MEMORANDUM & ORDER
Bankruptcy petitioner Herman Segal (“Appellant”) moves pursuant to 28 U.S.C. § 158(a) to appeal an order by the United States Bankruptcy Court for the Eastern District of New York denying Appellant’s motion to dismiss the bankruptcy case. Richard O’Connell, the Chapter 7 trustee of Appellant’s estate (“Appellee”), opposes the motion on the ground that this court lacks jurisdiction to entertain the appeal. Appellee also contends that the court should not grant leave to appeal the order. For the reasons provided below, the appeal is dismissed for lack of jurisdiction.
On September 13, 2013, the underlying Chapter 7 bankruptcy petition was filed on Appellant’s behalf by his attorney.
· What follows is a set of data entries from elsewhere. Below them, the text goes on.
pub mod service;

pub use service::{recommend, Decision, Strategies};
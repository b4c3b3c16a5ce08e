criterion::criterion_main!(benches);
criterion::criterion_group! {
    name = benches;
    config = criterion::Criterion::default()
        .without_plots()
        .noise_threshold(3.0)
        .significance_level(0.01)
        .sample_size(50)
        .measurement_time(std::time::Duration::from_secs(1));
    targets =
        evaluating_a_seven_card_hand,
        comparing_two_hands,
        estimating_flop_equity,
        bucketing_a_preflop_hand,
        bucketing_a_flop_hand,
}

use headsup_gto::abstraction::{postflop, preflop};
use headsup_gto::cards::card::Card;
use headsup_gto::cards::hole::Hole;
use headsup_gto::cards::strength::CombinedHand;
use headsup_gto::cards::street::Street;
use headsup_gto::equity::Estimator;

fn seven_cards() -> Vec<Card> {
    ["Ah", "Kh", "Qh", "Jh", "Th", "2c", "3d"].iter().map(|s| Card::parse(s).unwrap()).collect()
}

fn evaluating_a_seven_card_hand(c: &mut criterion::Criterion) {
    let cards = seven_cards();
    c.bench_function("evaluate a 7-card hand", |b| {
        b.iter(|| CombinedHand::from(cards.clone()))
    });
}

fn comparing_two_hands(c: &mut criterion::Criterion) {
    let a = CombinedHand::from(seven_cards());
    let b_cards: Vec<Card> = ["9s", "8s", "Ah", "Kh", "Qh", "Jh", "Th"].iter().map(|s| Card::parse(s).unwrap()).collect();
    let b = CombinedHand::from(b_cards);
    c.bench_function("compare two 7-card hands", |bench| {
        bench.iter(|| CombinedHand::winners(&[a.clone(), b.clone()]))
    });
}

fn estimating_flop_equity(c: &mut criterion::Criterion) {
    let mut estimator = Estimator::seeded(1);
    let board: Vec<Card> = ["2c", "7d", "9h"].iter().map(|s| Card::parse(s).unwrap()).collect();
    let hero = [Card::parse("Ah").unwrap(), Card::parse("Kh").unwrap()];
    c.bench_function("estimate flop equity (1000 trials)", |b| {
        b.iter(|| estimator.equity(hero, &board, 1000))
    });
}

fn bucketing_a_preflop_hand(c: &mut criterion::Criterion) {
    let hole = Hole::new(Card::parse("Ah").unwrap(), Card::parse("Kh").unwrap());
    c.bench_function("bucket a preflop hand", |b| {
        b.iter(|| preflop::cluster(hole))
    });
}

fn bucketing_a_flop_hand(c: &mut criterion::Criterion) {
    let mut estimator = Estimator::seeded(1);
    let board: Vec<Card> = ["2c", "7d", "9h"].iter().map(|s| Card::parse(s).unwrap()).collect();
    let hero = [Card::parse("Ah").unwrap(), Card::parse("Kh").unwrap()];
    c.bench_function("bucket a flop hand", |b| {
        b.iter(|| postflop::cluster(&mut estimator, hero, &board, Street::Flop))
    });
}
The bankruptcy court determined that Appellant had acted in bad faith by seeking the benefits of bankruptcy protection in order to forestall a foreclosure on a cooperative apartment titled in his name. (Id. at 2, 5.) The court noted that Appellant had voluntarily signed an amended bankruptcy petition and selectively participated in the Chapter 7 proceedings when it was to his benefit to do so. (Id. at 9, 16.) The court therefore held that Appellant had ratified the petition with his post-filing conduct and, alternatively, that he was equitably estopped from obtaining dismissal of the petition. (Id. at 8-10.) Further, the court found that continuing the bankruptcy case was in the best interests of both Appellant and his creditors. (Id. at 10-16.) The court concluded that Appellant “ha[d] operated in bad faith” by “accepting] the benefits of bankruptcy” but “eschewpng] his obligations as a debtor.” (Id. at 16.)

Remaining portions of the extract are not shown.